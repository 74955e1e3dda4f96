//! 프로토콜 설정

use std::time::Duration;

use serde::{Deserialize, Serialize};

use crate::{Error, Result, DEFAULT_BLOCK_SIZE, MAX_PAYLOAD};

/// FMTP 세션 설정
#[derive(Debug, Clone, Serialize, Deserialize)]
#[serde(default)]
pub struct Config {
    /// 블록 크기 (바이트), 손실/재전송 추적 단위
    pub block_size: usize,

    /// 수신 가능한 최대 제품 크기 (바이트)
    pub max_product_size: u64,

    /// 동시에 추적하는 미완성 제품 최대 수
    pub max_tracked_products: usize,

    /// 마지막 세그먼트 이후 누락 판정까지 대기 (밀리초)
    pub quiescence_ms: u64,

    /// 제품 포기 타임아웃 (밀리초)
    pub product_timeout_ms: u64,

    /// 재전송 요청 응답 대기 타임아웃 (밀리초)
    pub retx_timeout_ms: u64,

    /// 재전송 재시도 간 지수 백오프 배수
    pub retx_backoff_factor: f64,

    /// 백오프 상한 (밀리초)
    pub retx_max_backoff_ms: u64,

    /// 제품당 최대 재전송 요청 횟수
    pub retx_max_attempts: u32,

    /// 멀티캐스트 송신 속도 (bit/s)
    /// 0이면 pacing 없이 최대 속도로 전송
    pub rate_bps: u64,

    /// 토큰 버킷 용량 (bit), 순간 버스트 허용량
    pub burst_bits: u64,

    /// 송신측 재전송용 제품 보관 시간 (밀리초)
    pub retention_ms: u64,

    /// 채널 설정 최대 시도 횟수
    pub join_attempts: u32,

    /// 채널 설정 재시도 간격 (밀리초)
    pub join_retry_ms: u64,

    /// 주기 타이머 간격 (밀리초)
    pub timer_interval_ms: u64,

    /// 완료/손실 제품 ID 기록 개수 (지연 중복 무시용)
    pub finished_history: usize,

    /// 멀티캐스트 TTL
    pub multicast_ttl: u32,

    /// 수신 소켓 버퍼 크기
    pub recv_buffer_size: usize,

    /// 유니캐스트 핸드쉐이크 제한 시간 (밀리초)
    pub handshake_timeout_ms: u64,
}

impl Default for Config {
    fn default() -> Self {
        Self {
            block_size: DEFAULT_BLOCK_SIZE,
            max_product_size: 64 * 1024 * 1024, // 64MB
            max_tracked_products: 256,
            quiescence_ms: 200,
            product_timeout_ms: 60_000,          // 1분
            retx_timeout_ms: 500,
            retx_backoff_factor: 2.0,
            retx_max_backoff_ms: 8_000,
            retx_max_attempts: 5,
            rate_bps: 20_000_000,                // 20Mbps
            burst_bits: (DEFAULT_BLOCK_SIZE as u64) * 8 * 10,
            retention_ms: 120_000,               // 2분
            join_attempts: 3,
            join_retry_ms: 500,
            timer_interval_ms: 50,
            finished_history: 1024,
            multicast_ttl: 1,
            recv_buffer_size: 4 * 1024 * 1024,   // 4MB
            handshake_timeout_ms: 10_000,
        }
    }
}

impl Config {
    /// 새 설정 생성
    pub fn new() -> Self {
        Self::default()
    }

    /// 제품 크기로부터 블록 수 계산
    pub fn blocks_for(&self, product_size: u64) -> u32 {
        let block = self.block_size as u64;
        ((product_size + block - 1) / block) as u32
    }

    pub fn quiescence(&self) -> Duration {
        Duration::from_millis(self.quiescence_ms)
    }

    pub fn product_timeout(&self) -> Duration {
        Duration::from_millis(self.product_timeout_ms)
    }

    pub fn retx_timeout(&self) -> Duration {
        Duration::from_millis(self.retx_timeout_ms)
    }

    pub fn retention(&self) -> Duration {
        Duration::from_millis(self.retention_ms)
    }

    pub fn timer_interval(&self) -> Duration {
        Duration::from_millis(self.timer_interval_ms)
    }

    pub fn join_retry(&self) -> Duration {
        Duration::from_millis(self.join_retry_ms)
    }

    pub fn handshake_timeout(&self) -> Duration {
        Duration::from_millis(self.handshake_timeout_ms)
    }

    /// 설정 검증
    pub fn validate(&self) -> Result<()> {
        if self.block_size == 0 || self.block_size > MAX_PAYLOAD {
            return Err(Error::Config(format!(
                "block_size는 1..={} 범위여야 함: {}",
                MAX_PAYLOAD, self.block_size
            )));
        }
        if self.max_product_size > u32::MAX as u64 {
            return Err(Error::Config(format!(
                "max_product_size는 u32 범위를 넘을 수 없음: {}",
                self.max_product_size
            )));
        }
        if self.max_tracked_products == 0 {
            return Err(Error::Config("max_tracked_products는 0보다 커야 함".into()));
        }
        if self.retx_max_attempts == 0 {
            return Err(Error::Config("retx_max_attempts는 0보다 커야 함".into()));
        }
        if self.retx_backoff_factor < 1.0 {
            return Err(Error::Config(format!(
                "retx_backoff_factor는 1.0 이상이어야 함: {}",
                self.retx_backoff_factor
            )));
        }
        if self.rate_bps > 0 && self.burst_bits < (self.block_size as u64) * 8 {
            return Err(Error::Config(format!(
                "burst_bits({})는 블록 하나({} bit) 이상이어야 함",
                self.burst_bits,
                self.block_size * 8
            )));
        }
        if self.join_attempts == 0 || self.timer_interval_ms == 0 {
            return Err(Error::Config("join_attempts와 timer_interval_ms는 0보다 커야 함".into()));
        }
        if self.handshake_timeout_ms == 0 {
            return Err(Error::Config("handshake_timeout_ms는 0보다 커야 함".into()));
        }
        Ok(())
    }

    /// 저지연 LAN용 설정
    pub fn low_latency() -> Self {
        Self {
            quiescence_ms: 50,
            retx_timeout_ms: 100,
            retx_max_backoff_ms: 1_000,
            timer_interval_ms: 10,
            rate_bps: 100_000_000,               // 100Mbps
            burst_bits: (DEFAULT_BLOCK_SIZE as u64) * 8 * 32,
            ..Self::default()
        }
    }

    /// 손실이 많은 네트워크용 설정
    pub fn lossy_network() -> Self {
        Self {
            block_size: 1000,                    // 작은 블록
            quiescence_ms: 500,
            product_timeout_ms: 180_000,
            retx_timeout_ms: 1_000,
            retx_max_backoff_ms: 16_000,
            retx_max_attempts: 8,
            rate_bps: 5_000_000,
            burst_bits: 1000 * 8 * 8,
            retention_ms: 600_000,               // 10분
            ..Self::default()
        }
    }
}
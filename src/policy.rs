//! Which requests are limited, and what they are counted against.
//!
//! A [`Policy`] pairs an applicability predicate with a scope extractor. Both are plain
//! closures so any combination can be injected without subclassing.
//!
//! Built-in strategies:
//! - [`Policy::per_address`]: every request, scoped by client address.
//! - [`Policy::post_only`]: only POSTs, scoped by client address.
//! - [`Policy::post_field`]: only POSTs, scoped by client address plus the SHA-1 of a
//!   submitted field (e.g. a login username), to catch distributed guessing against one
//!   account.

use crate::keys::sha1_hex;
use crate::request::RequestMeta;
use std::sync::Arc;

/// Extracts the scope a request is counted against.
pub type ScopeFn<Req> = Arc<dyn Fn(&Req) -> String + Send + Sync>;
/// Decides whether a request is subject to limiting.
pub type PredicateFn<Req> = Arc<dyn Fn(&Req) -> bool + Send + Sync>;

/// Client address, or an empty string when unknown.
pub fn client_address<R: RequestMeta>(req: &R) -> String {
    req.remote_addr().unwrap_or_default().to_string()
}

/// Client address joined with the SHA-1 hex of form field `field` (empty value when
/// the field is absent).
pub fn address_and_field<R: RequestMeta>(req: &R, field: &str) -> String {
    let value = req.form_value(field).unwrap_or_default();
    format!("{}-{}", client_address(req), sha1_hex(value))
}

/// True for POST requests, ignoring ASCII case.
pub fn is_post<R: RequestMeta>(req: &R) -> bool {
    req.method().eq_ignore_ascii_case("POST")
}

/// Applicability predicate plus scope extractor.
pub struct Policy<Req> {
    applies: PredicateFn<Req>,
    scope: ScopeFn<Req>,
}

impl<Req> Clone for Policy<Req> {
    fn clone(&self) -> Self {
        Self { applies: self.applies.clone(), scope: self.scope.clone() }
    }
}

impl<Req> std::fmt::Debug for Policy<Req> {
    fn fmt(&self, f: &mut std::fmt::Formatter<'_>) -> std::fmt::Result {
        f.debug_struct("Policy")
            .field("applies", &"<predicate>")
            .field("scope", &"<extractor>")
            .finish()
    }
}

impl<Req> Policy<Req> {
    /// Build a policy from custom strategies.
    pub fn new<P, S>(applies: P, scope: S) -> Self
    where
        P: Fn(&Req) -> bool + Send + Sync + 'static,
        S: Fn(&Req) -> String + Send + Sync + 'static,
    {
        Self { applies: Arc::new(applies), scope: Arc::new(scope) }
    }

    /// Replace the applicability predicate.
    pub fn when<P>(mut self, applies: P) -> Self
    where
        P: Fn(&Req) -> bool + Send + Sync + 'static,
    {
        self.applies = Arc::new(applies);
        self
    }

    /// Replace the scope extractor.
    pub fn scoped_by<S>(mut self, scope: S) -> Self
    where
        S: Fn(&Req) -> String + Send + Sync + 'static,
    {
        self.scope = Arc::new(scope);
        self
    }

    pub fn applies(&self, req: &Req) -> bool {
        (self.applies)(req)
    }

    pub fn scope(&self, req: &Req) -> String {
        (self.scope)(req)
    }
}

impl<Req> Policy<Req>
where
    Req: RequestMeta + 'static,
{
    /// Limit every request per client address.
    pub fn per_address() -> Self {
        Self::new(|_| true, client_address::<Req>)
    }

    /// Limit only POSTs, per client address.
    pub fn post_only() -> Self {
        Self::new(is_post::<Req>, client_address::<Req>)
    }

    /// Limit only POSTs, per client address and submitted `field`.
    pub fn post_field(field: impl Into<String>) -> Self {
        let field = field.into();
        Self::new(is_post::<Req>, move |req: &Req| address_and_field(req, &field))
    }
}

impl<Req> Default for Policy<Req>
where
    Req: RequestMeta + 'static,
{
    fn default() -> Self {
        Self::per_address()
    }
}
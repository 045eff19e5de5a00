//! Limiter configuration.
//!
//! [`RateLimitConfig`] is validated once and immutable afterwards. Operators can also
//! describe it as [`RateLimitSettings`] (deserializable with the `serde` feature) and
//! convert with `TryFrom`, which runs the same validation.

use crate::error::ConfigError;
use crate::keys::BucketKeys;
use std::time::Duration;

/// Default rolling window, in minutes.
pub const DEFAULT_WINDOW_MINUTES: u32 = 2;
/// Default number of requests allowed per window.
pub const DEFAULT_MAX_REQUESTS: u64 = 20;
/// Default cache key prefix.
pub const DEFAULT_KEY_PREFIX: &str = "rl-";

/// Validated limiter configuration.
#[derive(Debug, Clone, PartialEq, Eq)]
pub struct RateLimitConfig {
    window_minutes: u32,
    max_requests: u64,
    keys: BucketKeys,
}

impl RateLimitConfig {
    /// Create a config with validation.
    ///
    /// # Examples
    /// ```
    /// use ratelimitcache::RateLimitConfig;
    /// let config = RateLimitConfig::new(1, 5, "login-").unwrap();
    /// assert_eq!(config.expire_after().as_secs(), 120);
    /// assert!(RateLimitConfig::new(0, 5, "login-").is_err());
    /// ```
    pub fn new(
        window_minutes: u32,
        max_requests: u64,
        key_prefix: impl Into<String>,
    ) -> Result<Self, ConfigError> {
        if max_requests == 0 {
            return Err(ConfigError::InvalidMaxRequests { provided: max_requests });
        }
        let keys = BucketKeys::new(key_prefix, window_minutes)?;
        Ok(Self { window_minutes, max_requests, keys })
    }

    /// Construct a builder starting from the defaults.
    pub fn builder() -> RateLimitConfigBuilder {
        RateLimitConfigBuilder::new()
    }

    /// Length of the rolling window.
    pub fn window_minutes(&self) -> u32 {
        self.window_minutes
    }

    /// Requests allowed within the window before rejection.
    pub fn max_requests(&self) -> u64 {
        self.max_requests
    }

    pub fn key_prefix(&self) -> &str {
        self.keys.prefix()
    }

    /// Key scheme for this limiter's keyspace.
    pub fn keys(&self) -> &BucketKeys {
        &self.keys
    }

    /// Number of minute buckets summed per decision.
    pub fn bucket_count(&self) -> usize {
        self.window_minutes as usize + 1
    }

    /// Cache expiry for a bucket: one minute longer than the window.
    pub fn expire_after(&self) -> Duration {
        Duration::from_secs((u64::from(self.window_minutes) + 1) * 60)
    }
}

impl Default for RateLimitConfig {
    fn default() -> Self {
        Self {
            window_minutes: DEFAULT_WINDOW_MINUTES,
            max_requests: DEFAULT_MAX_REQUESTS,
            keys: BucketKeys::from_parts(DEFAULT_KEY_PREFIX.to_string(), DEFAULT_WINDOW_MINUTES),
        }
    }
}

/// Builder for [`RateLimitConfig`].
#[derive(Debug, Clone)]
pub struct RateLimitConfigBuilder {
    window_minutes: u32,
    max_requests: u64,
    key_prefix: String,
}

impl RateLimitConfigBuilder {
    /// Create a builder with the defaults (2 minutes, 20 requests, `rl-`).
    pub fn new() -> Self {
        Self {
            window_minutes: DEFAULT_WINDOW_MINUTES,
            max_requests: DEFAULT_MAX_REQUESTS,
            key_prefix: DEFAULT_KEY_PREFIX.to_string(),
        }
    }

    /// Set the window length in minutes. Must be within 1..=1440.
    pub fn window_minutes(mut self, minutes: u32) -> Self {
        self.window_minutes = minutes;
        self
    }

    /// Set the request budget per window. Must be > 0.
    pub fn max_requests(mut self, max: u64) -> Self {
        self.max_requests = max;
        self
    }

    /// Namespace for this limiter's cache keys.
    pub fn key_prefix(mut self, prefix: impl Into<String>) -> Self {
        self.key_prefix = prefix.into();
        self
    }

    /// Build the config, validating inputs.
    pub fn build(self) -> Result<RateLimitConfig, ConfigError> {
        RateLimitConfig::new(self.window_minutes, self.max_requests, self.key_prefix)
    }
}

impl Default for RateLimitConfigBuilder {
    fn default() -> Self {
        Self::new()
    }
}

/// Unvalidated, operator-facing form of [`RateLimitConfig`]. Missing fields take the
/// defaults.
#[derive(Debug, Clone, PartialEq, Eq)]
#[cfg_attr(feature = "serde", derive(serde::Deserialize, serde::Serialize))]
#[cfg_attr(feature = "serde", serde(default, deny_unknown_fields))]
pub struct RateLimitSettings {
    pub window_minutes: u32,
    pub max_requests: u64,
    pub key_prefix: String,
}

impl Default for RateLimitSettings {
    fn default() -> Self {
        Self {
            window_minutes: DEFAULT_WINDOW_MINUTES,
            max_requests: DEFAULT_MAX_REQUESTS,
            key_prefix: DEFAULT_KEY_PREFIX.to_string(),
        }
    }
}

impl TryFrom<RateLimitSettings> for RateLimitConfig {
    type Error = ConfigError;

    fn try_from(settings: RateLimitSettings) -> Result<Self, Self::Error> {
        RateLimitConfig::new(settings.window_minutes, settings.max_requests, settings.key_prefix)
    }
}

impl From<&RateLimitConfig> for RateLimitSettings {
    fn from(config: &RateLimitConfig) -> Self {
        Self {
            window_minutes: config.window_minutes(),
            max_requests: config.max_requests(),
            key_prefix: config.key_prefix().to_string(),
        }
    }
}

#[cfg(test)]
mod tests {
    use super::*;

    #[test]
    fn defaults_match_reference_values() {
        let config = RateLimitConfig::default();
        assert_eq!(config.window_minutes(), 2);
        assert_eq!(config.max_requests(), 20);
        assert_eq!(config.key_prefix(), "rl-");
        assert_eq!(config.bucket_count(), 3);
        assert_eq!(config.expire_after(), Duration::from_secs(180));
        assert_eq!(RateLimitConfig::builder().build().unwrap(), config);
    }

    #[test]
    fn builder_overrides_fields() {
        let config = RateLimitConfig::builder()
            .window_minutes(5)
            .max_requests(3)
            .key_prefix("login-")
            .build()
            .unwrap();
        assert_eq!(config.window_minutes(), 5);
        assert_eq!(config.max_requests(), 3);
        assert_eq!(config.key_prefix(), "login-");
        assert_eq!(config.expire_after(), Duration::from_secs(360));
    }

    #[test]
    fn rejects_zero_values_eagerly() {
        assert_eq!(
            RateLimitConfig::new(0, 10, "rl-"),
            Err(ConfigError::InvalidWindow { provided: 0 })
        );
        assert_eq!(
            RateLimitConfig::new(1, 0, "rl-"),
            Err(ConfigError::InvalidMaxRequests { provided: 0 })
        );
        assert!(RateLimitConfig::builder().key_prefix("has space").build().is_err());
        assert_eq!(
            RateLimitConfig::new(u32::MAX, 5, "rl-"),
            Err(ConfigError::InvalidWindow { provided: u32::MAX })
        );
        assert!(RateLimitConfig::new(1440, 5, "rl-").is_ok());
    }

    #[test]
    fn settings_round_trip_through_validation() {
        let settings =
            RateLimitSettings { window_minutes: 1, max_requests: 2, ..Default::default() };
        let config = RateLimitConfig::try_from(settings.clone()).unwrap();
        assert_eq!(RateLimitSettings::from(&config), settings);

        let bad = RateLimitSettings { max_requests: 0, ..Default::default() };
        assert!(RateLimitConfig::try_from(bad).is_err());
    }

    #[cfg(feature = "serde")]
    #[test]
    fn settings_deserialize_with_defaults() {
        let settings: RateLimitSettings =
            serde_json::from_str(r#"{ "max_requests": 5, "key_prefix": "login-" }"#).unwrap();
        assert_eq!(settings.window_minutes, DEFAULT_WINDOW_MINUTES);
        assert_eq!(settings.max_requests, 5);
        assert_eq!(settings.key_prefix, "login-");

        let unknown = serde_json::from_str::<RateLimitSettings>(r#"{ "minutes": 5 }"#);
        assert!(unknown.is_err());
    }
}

━━━━

▶ Problem details:
A complete answer gives every line of the records holding "TryFrom".

▶ Solution:
//! convert with `TryFrom`, which runs the same validation.
impl TryFrom<RateLimitSettings> for RateLimitConfig {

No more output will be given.